───── DATASET ENTRIES ─────

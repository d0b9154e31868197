//! Pipepool Core - fixed-size acceptor pool for local duplex IPC channels.
//!
//! The pool keeps a constant number of endpoints listening on a channel
//! name (a named pipe on Windows, a Unix domain socket elsewhere). Each
//! accepted connection goes to a caller-supplied [`ConnectionHandler`] on
//! its own task while the slot immediately re-arms a fresh endpoint.
//!
//! # Example
//!
//! ```rust,ignore
//! use pipepool_core::{AcceptorPool, Connection, ConnectionHandler, PoolOptions};
//! use std::sync::Arc;
//! use tokio::io::{AsyncReadExt, AsyncWriteExt};
//!
//! struct Echo;
//!
//! #[async_trait::async_trait]
//! impl ConnectionHandler for Echo {
//!     async fn handle(&self, connection: &mut Connection) -> anyhow::Result<()> {
//!         let mut buf = [0u8; 1024];
//!         let n = connection.read(&mut buf).await?;
//!         connection.write_all(&buf[..n]).await?;
//!         Ok(())
//!     }
//! }
//!
//! #[tokio::main]
//! async fn main() -> pipepool_core::Result<()> {
//!     let pool = AcceptorPool::new("my-service", PoolOptions::current_user_only(), Arc::new(Echo))?;
//!     pool.start();
//!     tokio::signal::ctrl_c().await.ok();
//!     pool.shutdown().await;
//!     Ok(())
//! }
//! ```

pub mod cancel;
pub mod channel;
pub mod client;
pub mod config;
pub mod diagnostics;
pub mod error;
pub mod handler;
pub mod platform;
pub mod pool;

// Re-export commonly used types
pub use cancel::{CancellationToken, CancelledError};
pub use channel::ChannelName;
pub use config::{AccessControl, PoolConfig, PoolOptions, SlotFailurePolicy};
pub use diagnostics::{DiagnosticHook, TracingDiagnostics};
pub use error::{PoolError, Result};
pub use handler::{ConnectionHandler, HandlerFailure};
pub use platform::{ClientConnection, Connection};
pub use pool::tracker::ConnectionId;
pub use pool::{AcceptorPool, AcceptorPoolBuilder, PoolState};
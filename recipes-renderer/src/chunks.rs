//! Partial sources: the `page` capability behind `render_chunk(name=...)`.
//!
//! | Source          | Resolves `name` from                                  |
//! |-----------------|-------------------------------------------------------|
//! | `StaticChunks`  | an in-memory map (embedded defaults, fakes in tests)  |
//! | `DirChunks`     | `<root>/<name>` on disk                               |
//! | `OverlayChunks` | a primary source, then a fallback on not-found        |

use std::collections::HashMap;
use std::path::{Component, Path, PathBuf};
use std::sync::Arc;

use recipes_core::types::Html;

use crate::error::{io_err, RenderError};

/// Partial included before the page content.
pub const HEADER_CHUNK: &str = "partials/header.html";
/// Partial included after the page content.
pub const FOOTER_CHUNK: &str = "partials/footer.html";

const EMBEDDED_CHUNKS: &[(&str, &str)] = &[
    (HEADER_CHUNK, include_str!("templates/_partials/header.html")),
    (FOOTER_CHUNK, include_str!("templates/_partials/footer.html")),
];

/// Includes a named partial. The returned markup is spliced verbatim.
///
/// Implementations return [`RenderError::PartialNotFound`] when `name`
/// cannot be resolved.
pub trait ChunkRenderer: Send + Sync {
    fn render_chunk(&self, name: &str) -> Result<Html, RenderError>;
}

// ---------------------------------------------------------------------------
// StaticChunks
// ---------------------------------------------------------------------------

/// In-memory partials keyed by name.
#[derive(Debug, Clone, Default)]
pub struct StaticChunks {
    chunks: HashMap<String, Html>,
}

impl StaticChunks {
    pub fn new() -> Self {
        Self::default()
    }

    /// The header and footer partials baked into the binary.
    pub fn embedded() -> Self {
        EMBEDDED_CHUNKS
            .iter()
            .fold(Self::new(), |chunks, (name, markup)| {
                chunks.with(*name, Html::trusted(*markup))
            })
    }

    pub fn with(mut self, name: impl Into<String>, markup: Html) -> Self {
        self.insert(name, markup);
        self
    }

    pub fn insert(&mut self, name: impl Into<String>, markup: Html) {
        self.chunks.insert(name.into(), markup);
    }

    /// Registered names, sorted.
    pub fn names(&self) -> Vec<&str> {
        let mut names: Vec<&str> = self.chunks.keys().map(String::as_str).collect();
        names.sort_unstable();
        names
    }
}

impl ChunkRenderer for StaticChunks {
    fn render_chunk(&self, name: &str) -> Result<Html, RenderError> {
        self.chunks
            .get(name)
            .cloned()
            .ok_or_else(|| RenderError::PartialNotFound { name: name.to_string() })
    }
}

// ---------------------------------------------------------------------------
// DirChunks
// ---------------------------------------------------------------------------

/// Partials read from files under a root directory.
///
/// Names are relative paths. Absolute names and names with `..` never leave
/// the root; they resolve to nothing.
#[derive(Debug, Clone)]
pub struct DirChunks {
    root: PathBuf,
}

impl DirChunks {
    pub fn new(root: impl Into<PathBuf>) -> Self {
        Self { root: root.into() }
    }

    pub fn root(&self) -> &Path {
        &self.root
    }

    fn resolve(&self, name: &str) -> Option<PathBuf> {
        let rel = Path::new(name);
        if name.is_empty() || rel.is_absolute() {
            return None;
        }
        let contained = rel
            .components()
            .all(|c| matches!(c, Component::Normal(_) | Component::CurDir));
        contained.then(|| self.root.join(rel))
    }
}

impl ChunkRenderer for DirChunks {
    fn render_chunk(&self, name: &str) -> Result<Html, RenderError> {
        let not_found = || RenderError::PartialNotFound { name: name.to_string() };
        let path = self.resolve(name).ok_or_else(not_found)?;
        match std::fs::read_to_string(&path) {
            Ok(markup) => {
                tracing::debug!("read partial {name} from {}", path.display());
                Ok(Html::trusted(markup))
            }
            Err(e) if e.kind() == std::io::ErrorKind::NotFound => Err(not_found()),
            Err(e) => Err(io_err(path, e)),
        }
    }
}

// ---------------------------------------------------------------------------
// OverlayChunks
// ---------------------------------------------------------------------------

/// Looks a partial up in `primary` first and in `fallback` when the primary
/// does not have it. Any other primary error is returned unchanged.
#[derive(Clone)]
pub struct OverlayChunks {
    primary: Arc<dyn ChunkRenderer>,
    fallback: Arc<dyn ChunkRenderer>,
}

impl OverlayChunks {
    pub fn new(primary: Arc<dyn ChunkRenderer>, fallback: Arc<dyn ChunkRenderer>) -> Self {
        Self { primary, fallback }
    }
}

impl ChunkRenderer for OverlayChunks {
    fn render_chunk(&self, name: &str) -> Result<Html, RenderError> {
        match self.primary.render_chunk(name) {
            Err(RenderError::PartialNotFound { .. }) => {
                tracing::debug!("partial {name} not overridden, using fallback");
                self.fallback.render_chunk(name)
            }
            other => other,
        }
    }
}

// ---------------------------------------------------------------------------
// Tests
// ---------------------------------------------------------------------------

#[cfg(test)]
mod tests {
    use super::*;
    use tempfile::TempDir;

    struct Broken;

    impl ChunkRenderer for Broken {
        fn render_chunk(&self, name: &str) -> Result<Html, RenderError> {
            Err(io_err(
                name,
                std::io::Error::new(std::io::ErrorKind::PermissionDenied, "denied"),
            ))
        }
    }

    #[test]
    fn embedded_ships_header_and_footer() {
        let chunks = StaticChunks::embedded();
        assert_eq!(chunks.names(), vec![FOOTER_CHUNK, HEADER_CHUNK]);
        let header = chunks.render_chunk(HEADER_CHUNK).expect("header");
        let footer = chunks.render_chunk(FOOTER_CHUNK).expect("footer");
        assert!(header.as_str().contains("<body"));
        assert!(footer.as_str().contains("</body>"));
    }

    #[test]
    fn static_unknown_name_is_partial_not_found() {
        let err = StaticChunks::new().render_chunk("partials/nav.html").unwrap_err();
        assert!(
            matches!(err, RenderError::PartialNotFound { ref name } if name == "partials/nav.html"),
            "got: {err}"
        );
    }

    #[test]
    fn dir_reads_partial_verbatim() {
        let dir = TempDir::new().expect("tempdir");
        std::fs::create_dir_all(dir.path().join("partials")).expect("mkdir");
        std::fs::write(dir.path().join("partials/header.html"), "<header>x & y</header>")
            .expect("write");

        let chunks = DirChunks::new(dir.path());
        let html = chunks.render_chunk("partials/header.html").expect("read");
        assert_eq!(html.as_str(), "<header>x & y</header>");
    }

    #[test]
    fn dir_missing_file_is_partial_not_found() {
        let dir = TempDir::new().expect("tempdir");
        let err = DirChunks::new(dir.path()).render_chunk("partials/header.html").unwrap_err();
        assert!(matches!(err, RenderError::PartialNotFound { .. }), "got: {err}");
    }

    #[test]
    fn dir_refuses_names_outside_root() {
        let outer = TempDir::new().expect("tempdir");
        std::fs::write(outer.path().join("secret.html"), "secret").expect("write");
        let root = outer.path().join("site");
        std::fs::create_dir_all(&root).expect("mkdir");

        let chunks = DirChunks::new(&root);
        for name in ["../secret.html", "partials/../../secret.html", "", "/etc/passwd"] {
            let err = chunks.render_chunk(name).unwrap_err();
            assert!(
                matches!(err, RenderError::PartialNotFound { .. }),
                "{name:?} should not resolve, got: {err}"
            );
        }
    }

    #[test]
    fn overlay_prefers_primary_and_falls_back() {
        let primary = StaticChunks::new().with(HEADER_CHUNK, Html::trusted("<header>custom</header>"));
        let overlay = OverlayChunks::new(Arc::new(primary), Arc::new(StaticChunks::embedded()));

        let header = overlay.render_chunk(HEADER_CHUNK).expect("header");
        assert_eq!(header.as_str(), "<header>custom</header>");

        let footer = overlay.render_chunk(FOOTER_CHUNK).expect("footer");
        assert!(footer.as_str().contains("</body>"));

        let err = overlay.render_chunk("partials/nav.html").unwrap_err();
        assert!(matches!(err, RenderError::PartialNotFound { .. }), "got: {err}");
    }

    #[test]
    fn overlay_does_not_mask_primary_failures() {
        let overlay = OverlayChunks::new(Arc::new(Broken), Arc::new(StaticChunks::embedded()));
        let err = overlay.render_chunk(HEADER_CHUNK).unwrap_err();
        assert!(matches!(err, RenderError::Io { .. }), "got: {err}");
    }
}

─────

● **PROBLEM REQUIREMENTS**
Both the line containing "a fresh endpoint." and the line containing "filename recipes-renderer/src/chunks.rs" belong in the answer. Print them and every line above that falls between them exactly, and no others.

● **EXERCISE OUTPUT**
//! its own task while the slot immediately re-arms a fresh endpoint.
//!
//! # Example
//!
//! ```rust,ignore
//! use pipepool_core::{AcceptorPool, Connection, ConnectionHandler, PoolOptions};
//! use std::sync::Arc;
//! use tokio::io::{AsyncReadExt, AsyncWriteExt};
//!
//! struct Echo;
//!
//! #[async_trait::async_trait]
//! impl ConnectionHandler for Echo {
//!     async fn handle(&self, connection: &mut Connection) -> anyhow::Result<()> {
//!         let mut buf = [0u8; 1024];
//!         let n = connection.read(&mut buf).await?;
//!         connection.write_all(&buf[..n]).await?;
//!         Ok(())
//!     }
//! }
//!
//! #[tokio::main]
//! async fn main() -> pipepool_core::Result<()> {
//!     let pool = AcceptorPool::new("my-service", PoolOptions::current_user_only(), Arc::new(Echo))?;
//!     pool.start();
//!     tokio::signal::ctrl_c().await.ok();
//!     pool.shutdown().await;
//!     Ok(())
//! }
//! ```

pub mod cancel;
pub mod channel;
pub mod client;
pub mod config;
pub mod diagnostics;
pub mod error;
pub mod handler;
pub mod platform;
pub mod pool;

// Re-export commonly used types
pub use cancel::{CancellationToken, CancelledError};
pub use channel::ChannelName;
pub use config::{AccessControl, PoolConfig, PoolOptions, SlotFailurePolicy};
pub use diagnostics::{DiagnosticHook, TracingDiagnostics};
pub use error::{PoolError, Result};
pub use handler::{ConnectionHandler, HandlerFailure};
pub use platform::{ClientConnection, Connection};
pub use pool::tracker::ConnectionId;
pub use pool::{AcceptorPool, AcceptorPoolBuilder, PoolState};
filename recipes-renderer/src/chunks.rs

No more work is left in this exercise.